Task description:
Select and reproduce each line of the listing below that bears the string "started".

Given entries:

* * * * * * *

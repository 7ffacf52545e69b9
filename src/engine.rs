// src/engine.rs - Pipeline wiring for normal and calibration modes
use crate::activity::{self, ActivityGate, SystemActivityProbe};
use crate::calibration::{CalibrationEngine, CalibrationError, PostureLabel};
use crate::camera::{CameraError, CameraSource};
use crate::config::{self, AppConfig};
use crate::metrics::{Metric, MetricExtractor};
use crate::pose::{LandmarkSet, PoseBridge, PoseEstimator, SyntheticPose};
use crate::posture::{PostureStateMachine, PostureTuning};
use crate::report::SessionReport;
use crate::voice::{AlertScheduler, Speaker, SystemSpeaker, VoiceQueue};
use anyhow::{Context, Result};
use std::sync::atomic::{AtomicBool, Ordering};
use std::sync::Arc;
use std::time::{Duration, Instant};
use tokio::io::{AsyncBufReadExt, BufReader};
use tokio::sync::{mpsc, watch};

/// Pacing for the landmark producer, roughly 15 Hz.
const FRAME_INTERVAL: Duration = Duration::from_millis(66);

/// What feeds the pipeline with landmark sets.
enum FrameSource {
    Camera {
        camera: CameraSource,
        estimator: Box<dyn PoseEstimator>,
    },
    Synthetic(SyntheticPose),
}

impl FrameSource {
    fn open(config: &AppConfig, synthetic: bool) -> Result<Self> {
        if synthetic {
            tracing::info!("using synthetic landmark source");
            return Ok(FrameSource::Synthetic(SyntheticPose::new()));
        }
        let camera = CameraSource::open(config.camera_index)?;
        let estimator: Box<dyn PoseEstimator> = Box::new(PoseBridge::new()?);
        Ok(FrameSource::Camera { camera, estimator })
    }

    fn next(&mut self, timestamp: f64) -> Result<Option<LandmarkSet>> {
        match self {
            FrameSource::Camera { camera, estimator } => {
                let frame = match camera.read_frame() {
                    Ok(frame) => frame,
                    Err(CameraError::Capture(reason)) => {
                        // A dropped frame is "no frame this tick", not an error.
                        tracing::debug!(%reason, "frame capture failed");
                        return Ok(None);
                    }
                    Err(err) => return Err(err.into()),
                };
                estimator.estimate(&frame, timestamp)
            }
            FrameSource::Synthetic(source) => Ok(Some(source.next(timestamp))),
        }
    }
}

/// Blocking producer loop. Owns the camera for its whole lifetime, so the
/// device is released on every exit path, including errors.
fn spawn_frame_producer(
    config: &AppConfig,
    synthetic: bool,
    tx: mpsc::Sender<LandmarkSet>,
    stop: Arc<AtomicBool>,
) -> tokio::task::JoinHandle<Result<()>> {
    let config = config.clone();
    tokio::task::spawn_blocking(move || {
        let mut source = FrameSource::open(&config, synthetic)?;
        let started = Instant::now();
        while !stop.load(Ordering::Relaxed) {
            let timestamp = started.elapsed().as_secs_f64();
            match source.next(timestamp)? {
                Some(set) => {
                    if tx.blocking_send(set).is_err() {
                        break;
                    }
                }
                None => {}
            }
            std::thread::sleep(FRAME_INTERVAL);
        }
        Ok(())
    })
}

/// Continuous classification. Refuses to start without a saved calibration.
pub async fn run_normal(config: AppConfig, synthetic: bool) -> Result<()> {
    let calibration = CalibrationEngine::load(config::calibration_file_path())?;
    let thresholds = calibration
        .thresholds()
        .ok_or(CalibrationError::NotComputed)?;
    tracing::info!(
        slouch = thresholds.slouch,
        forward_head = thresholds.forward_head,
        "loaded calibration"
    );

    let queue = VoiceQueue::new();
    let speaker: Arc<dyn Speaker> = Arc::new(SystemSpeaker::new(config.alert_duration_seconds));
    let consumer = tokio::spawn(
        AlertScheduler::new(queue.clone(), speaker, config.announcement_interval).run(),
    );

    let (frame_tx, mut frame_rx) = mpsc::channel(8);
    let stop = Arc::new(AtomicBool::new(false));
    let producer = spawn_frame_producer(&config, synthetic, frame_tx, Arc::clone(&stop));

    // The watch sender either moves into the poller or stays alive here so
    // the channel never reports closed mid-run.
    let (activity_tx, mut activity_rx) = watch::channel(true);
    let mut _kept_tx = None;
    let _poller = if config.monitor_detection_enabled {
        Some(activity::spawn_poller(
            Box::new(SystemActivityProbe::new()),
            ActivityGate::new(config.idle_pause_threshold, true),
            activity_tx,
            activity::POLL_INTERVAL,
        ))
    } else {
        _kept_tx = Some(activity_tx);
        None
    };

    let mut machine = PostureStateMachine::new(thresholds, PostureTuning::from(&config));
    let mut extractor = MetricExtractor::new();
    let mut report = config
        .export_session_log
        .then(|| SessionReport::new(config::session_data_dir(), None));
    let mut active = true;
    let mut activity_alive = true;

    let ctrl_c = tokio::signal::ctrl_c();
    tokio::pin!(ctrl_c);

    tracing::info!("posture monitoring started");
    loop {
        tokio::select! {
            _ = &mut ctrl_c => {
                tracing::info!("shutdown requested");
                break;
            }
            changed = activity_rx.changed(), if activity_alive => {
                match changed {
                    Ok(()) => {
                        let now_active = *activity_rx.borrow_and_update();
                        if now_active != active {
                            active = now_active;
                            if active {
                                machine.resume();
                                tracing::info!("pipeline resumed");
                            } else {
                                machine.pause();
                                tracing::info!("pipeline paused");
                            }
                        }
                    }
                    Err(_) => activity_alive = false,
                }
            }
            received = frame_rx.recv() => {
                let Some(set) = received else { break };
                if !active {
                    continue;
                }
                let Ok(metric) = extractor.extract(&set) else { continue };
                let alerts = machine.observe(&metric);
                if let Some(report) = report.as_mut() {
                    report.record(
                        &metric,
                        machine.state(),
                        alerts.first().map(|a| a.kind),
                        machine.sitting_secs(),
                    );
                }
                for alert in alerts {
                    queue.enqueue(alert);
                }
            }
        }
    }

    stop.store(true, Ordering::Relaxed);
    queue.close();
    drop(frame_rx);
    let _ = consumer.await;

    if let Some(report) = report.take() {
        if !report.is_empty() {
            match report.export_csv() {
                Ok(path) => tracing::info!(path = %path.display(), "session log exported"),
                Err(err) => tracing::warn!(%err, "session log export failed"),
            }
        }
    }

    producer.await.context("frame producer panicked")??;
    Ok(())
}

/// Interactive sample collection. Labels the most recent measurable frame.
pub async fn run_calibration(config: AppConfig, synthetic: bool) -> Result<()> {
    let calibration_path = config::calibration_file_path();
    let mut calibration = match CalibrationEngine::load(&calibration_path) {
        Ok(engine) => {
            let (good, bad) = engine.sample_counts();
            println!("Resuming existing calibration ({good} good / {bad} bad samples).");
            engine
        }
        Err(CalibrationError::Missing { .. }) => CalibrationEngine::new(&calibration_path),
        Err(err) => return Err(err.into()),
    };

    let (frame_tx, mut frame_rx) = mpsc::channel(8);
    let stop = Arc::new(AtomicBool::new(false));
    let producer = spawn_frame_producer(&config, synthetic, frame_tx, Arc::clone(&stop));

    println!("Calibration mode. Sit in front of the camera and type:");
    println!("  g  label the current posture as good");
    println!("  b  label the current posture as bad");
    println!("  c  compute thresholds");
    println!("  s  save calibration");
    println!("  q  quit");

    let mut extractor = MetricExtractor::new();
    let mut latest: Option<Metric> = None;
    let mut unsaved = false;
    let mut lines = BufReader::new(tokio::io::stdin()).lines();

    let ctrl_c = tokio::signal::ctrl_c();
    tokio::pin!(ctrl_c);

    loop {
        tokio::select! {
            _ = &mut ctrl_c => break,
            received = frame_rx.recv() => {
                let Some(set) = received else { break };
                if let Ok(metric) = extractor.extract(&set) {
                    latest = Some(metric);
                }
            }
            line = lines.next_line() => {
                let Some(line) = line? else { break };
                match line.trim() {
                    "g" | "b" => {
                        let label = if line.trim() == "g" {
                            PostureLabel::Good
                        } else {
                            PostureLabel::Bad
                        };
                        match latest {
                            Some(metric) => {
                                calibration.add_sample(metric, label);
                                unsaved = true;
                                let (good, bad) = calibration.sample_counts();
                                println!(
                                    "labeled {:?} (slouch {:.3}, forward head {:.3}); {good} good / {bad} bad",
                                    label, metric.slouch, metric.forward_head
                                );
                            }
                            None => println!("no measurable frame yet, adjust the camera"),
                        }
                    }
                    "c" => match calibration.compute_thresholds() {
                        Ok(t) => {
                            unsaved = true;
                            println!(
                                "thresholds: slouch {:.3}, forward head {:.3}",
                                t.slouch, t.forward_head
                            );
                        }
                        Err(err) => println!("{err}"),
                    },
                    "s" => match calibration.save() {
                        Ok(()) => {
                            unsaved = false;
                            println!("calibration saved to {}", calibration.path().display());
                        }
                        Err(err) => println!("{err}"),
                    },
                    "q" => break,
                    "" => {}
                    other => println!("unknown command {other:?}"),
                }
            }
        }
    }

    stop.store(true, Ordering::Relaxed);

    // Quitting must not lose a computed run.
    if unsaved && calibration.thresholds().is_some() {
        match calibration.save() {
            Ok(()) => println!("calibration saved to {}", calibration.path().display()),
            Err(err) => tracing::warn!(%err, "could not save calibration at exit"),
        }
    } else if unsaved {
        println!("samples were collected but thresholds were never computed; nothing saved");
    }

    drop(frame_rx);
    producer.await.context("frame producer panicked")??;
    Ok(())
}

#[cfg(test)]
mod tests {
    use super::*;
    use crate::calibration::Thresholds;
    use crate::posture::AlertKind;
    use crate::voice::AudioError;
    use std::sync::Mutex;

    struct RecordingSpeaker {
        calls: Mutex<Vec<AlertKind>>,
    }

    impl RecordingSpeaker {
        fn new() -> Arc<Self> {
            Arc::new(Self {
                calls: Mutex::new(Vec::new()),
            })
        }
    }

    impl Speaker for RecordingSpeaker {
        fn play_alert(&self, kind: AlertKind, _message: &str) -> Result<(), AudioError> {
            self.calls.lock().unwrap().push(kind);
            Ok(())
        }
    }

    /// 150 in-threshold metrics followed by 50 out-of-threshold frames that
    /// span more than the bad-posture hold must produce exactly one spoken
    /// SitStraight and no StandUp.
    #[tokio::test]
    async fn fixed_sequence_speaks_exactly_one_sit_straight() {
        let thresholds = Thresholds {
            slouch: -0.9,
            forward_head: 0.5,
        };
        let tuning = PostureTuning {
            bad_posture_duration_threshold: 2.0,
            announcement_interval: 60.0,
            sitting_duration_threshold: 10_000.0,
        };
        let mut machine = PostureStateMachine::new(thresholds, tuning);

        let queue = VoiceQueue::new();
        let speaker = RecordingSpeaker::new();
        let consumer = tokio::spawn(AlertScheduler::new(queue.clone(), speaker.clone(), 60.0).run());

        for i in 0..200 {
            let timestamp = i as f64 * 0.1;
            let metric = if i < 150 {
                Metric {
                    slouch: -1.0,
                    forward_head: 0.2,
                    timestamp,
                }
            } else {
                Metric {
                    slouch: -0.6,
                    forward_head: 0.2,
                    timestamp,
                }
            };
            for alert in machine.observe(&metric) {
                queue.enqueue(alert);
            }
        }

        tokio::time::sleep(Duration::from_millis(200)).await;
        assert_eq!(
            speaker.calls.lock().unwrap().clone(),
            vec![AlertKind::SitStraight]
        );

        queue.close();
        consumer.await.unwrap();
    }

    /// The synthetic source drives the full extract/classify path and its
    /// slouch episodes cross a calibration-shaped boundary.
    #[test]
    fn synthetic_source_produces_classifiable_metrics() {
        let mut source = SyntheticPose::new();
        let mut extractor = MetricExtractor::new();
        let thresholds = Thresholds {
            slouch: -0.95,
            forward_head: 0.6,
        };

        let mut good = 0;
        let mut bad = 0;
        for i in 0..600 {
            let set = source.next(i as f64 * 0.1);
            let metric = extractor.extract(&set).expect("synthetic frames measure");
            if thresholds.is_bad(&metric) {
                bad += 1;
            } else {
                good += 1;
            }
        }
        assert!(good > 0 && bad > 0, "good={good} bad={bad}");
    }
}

* * * * * * *

Written reply:
        let started = Instant::now();
            let timestamp = started.elapsed().as_secs_f64();
    tracing::info!("posture monitoring started");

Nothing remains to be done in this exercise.